I Am Trying To Figure-Out How Much Caffeine Should I Take At Dialysis

Yesterday I tried to take 700 mg of Caffeine total and that includes the caffeine from the energy drink that I am drinking at my every session. My blood pressure didn't came down, it went to about 100 Systolic but that is my normal BP on session and doesn't make my nurses now to go and adjust and fiddle around the dialysis machine.

So around half the time that I am hooked-up there is still a worry in my mind that my BP would come down. It actually didn't and went to be 120 Systolic upon the return of my blood.

That is not what I am expecting though because I really for myself wanted to feel the energy-sapping cramps-inducing effects of dialysis but on my dialysis center cramps seldom happen. I am believing that we are not getting the best treatment as we deserve because a good dialysis will make you feel so tired and so hungry.

For my case I still felt the effects of my caffeine, meaning that it wasn't being washed-away almost completely otherwise I will be able to sleep when I get home. It is unfortunate for me to ever take Caffeine because even though I liked it happy effects, that stimulating effect in the brain that makes a good mood out of you I really do not like the intermittent insomnia that it causes me.

Plus I was not removed with the targeted fluids that I told my renal nurses to do. Either they didn't follow what I told them to do or the machine is at fault. Either of the two it is not serving me right. Those are my concerns that really affects my well-being. The dialysis goal is to make the patient feel better in-between dialysis days and apparently in my opinion it just doesn't happen in my expectations.

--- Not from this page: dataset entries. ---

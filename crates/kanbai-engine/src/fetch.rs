//! Per-endpoint stock fetching and normalization
//!
//! One GET per endpoint; the body is scanned for repeated variation items,
//! each exposing a slot label and a stock text. Every failure mode
//! (missing endpoint, non-200, transport error, zero recognizable items)
//! degrades to an empty map so a bad seller page never aborts the cycle.

use crate::html;
use crate::slots::{self, SlotBand};
use kanbai_core::{SlotMap, SlotRules, StockState};
use tracing::{debug, warn};

/// List item carrying one slot's stock line
const VARIATION_ITEM_CLASS: &str = "cot-itemOrder-variationLI";
/// Sub-field with the slot label text
const VARIATION_NAME_CLASS: &str = "cot-itemOrder-variationName";
/// Sub-field with the stock text
const VARIATION_STOCK_CLASS: &str = "cot-itemOrder-variationStock";

/// Sold-out items replace their buy button with this notify link
const RESTOCK_NOTIFY_MARKER: &str = "再入荷お知らせ";
/// Items whose sale has not opened carry this notify link instead
const SALE_START_NOTIFY_MARKER: &str = "販売開始お知らせ";
/// Low-stock marker inside the stock field
const LAST_ONE_MARKER: &str = "残り1点";

/// Fetch one endpoint and normalize its items. Never fails: every error
/// path logs and returns an empty map.
pub async fn fetch_stock(
    client: &reqwest::Client,
    endpoint: Option<&str>,
    rules: &SlotRules,
) -> SlotMap {
    let Some(url) = endpoint else {
        return SlotMap::new();
    };

    let response = match client.get(url).send().await {
        Ok(r) => r,
        Err(e) => {
            warn!(url, error = %e, "stock fetch failed");
            return SlotMap::new();
        }
    };

    if !response.status().is_success() {
        warn!(url, status = %response.status(), "stock fetch returned non-success");
        return SlotMap::new();
    }

    let body = match response.text().await {
        Ok(b) => b,
        Err(e) => {
            warn!(url, error = %e, "stock body read failed");
            return SlotMap::new();
        }
    };

    let slots = parse_stock_page(&body, rules);
    if slots.is_empty() {
        warn!(url, "no recognizable variation items");
    } else {
        debug!(url, slots = slots.len(), "stock fetched");
    }
    slots
}

/// Scan a stock page for variation items and normalize each one.
///
/// The branch order is load-bearing: the early+notify combination must be
/// checked before the generic notify rule, or a gated early slot would
/// read as sold out.
pub fn parse_stock_page(body: &str, rules: &SlotRules) -> SlotMap {
    let mut result = SlotMap::new();
    let mut from = 0;

    while let Some((start, end)) = html::next_block_with_class(body, "li", VARIATION_ITEM_CLASS, from)
    {
        from = end;
        let block = &body[start..end];

        let label = html::class_text(block, VARIATION_NAME_CLASS);
        if label.is_empty() {
            continue;
        }
        let stock_text = html::class_text(block, VARIATION_STOCK_CLASS);
        let item_text = html::text_of(block);

        let state = normalize(&label, &item_text, &stock_text, rules);
        result.insert(label, state);
    }

    result
}

fn normalize(label: &str, item_text: &str, stock_text: &str, rules: &SlotRules) -> StockState {
    let notify = item_text.contains(RESTOCK_NOTIFY_MARKER)
        || item_text.contains(SALE_START_NOTIFY_MARKER);

    if notify && slots::classify(rules, label) == SlotBand::Early {
        StockState::Unreleased
    } else if notify {
        StockState::SoldOut
    } else if stock_text.contains(LAST_ONE_MARKER) {
        StockState::LastOne
    } else {
        StockState::Available
    }
}
//! Concurrent fetch orchestration
//!
//! Fans one fetch job out per (member, endpoint) pair: always the normal
//! endpoint when present, plus the final endpoint while the final window is
//! open. Jobs run concurrently within fixed-size batches; batches run
//! strictly sequentially with a pause in between to bound request rate at
//! the origin. Results are regrouped by member identity, so output never
//! depends on completion order.

use crate::fetch;
use crate::progress::Progress;
use kanbai_core::{Config, Member, SlotMap, SlotRules};
use std::collections::HashMap;
use std::time::{Duration, Instant};
use tracing::{debug, warn};

#[derive(Debug, Clone, Copy, PartialEq, Eq)]
enum JobKind {
    Normal,
    Final,
}

#[derive(Debug, Clone)]
struct FetchJob {
    member: String,
    kind: JobKind,
    url: String,
}

/// Raw fetch results for one member, before reconciliation.
#[derive(Debug, Clone, Default)]
pub struct MemberFetch {
    pub normal: Option<SlotMap>,
    pub final_slots: Option<SlotMap>,
}

/// Schedules batched fetches over one shared HTTP client.
pub struct FetchOrchestrator {
    client: reqwest::Client,
    batch_size: usize,
    batch_delay: Duration,
    rules: SlotRules,
}

impl FetchOrchestrator {
    pub fn new(config: &Config) -> Self {
        let client = reqwest::Client::builder()
            .timeout(config.request_timeout())
            .build()
            .expect("failed to create HTTP client");

        Self {
            client,
            batch_size: config.batch_size.max(1),
            batch_delay: config.batch_delay(),
            rules: config.slot_rules.clone(),
        }
    }

    /// Fetch every member's stock pages. Each roster member gets an entry,
    /// even when it has no endpoints or every fetch failed.
    pub async fn run(
        &self,
        members: &[Member],
        use_final_slots: bool,
        progress: &dyn Progress,
    ) -> HashMap<String, MemberFetch> {
        let jobs = build_jobs(members, use_final_slots);
        let total = jobs.len();
        progress.begin(total);

        let started = Instant::now();
        let mut fetched: Vec<(String, JobKind, SlotMap)> = Vec::with_capacity(total);
        let mut completed = 0usize;

        for batch in jobs.chunks(self.batch_size) {
            let mut handles = Vec::with_capacity(batch.len());
            for job in batch {
                let client = self.client.clone();
                let rules = self.rules.clone();
                let member = job.member.clone();
                let kind = job.kind;
                let url = job.url.clone();

                handles.push(tokio::spawn(async move {
                    let slots = fetch::fetch_stock(&client, Some(&url), &rules).await;
                    (member, kind, slots)
                }));
            }

            for handle in handles {
                match handle.await {
                    Ok(result) => fetched.push(result),
                    Err(e) => warn!(error = %e, "fetch task failed"),
                }
            }

            completed += batch.len();
            progress.batch_done(completed, total);

            if completed < total {
                tokio::time::sleep(self.batch_delay).await;
            }
        }

        // Regroup by member; pre-seed so fetch failures still leave a row.
        let mut results: HashMap<String, MemberFetch> = members
            .iter()
            .map(|m| (m.name.clone(), MemberFetch::default()))
            .collect();

        for (member, kind, slots) in fetched {
            let entry = results.entry(member.clone()).or_default();
            let slot = match kind {
                JobKind::Normal => &mut entry.normal,
                JobKind::Final => &mut entry.final_slots,
            };
            // First result wins; a duplicate means two roster rows share a name.
            if slot.is_some() {
                warn!(member = %member, ?kind, "duplicate fetch result ignored");
            } else {
                *slot = Some(slots);
            }
        }

        progress.finish();
        debug!(
            jobs = total,
            members = members.len(),
            elapsed_ms = started.elapsed().as_millis() as u64,
            "fetch cycle complete"
        );

        results
    }
}

fn build_jobs(members: &[Member], use_final_slots: bool) -> Vec<FetchJob> {
    let mut jobs = Vec::new();
    for member in members {
        if let Some(url) = &member.normal_url {
            jobs.push(FetchJob {
                member: member.name.clone(),
                kind: JobKind::Normal,
                url: url.clone(),
            });
        }
        if use_final_slots {
            if let Some(url) = &member.final_url {
                jobs.push(FetchJob {
                    member: member.name.clone(),
                    kind: JobKind::Final,
                    url: url.clone(),
                });
            }
        }
    }
    jobs
}
//! Kanbai Core - Shared types, models, and configuration
//!
//! This crate provides the foundational data structures used across
//! the kanbai inventory board.

pub mod config;
pub mod error;
pub mod models;

pub use config::{Config, SlotRules};
pub use error::{KanbaiError, Result};
pub use models::{DisplayState, League, Member, SlotMap, StockState};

Anyway at my next treatment session God-wiling I will try to reduce Caffeine intake by 200 mg. I am trying to find out which amount should I take without compromising my long-standing blood pressure issues and my sleep afterwards.

I just do not like being so stimulated still after my session. One factor is that the head nurse is just setting the blood pump again at 200 mL per minute, it should be at least 250 and even at 250 mL per minute that is still slow compared to western standards.

The only thing that makes my dialysis a bit satisfactory for me was my dialyzer type, a high flux dialyzer which has a bigger holes with its membranes. It causes bigger molecule toxins to get taken out, it really washes the blood so well which is why I am not getting that ammonia breath anymore that early.

Anyway that is my plan, my next plan is to make my nurses roll the blood pump faster again but prior to that I must take 700 mg of caffeine again and see how it will go again. Recently I am giving myself an extra allowance of water to drink at treatment time because they are setting that freaki'n "sodium" setting up high so that my BP will get high during treatment, one thing is does is it makes me so thirsty which is why I am drinking that much to quench my thirst.

Dialysis is not just you will sit and let the nurses do their thing otherwise I will end-up basically dying because for certain I will get congested of not getting not cleaned satisfactorily with my blood. There are so many variables and factors to consider.

That is maybe the reason that I am still surviving until now because I am always finding the root cause of the problem and then trying to nip the bud before it causes much worse problems later on.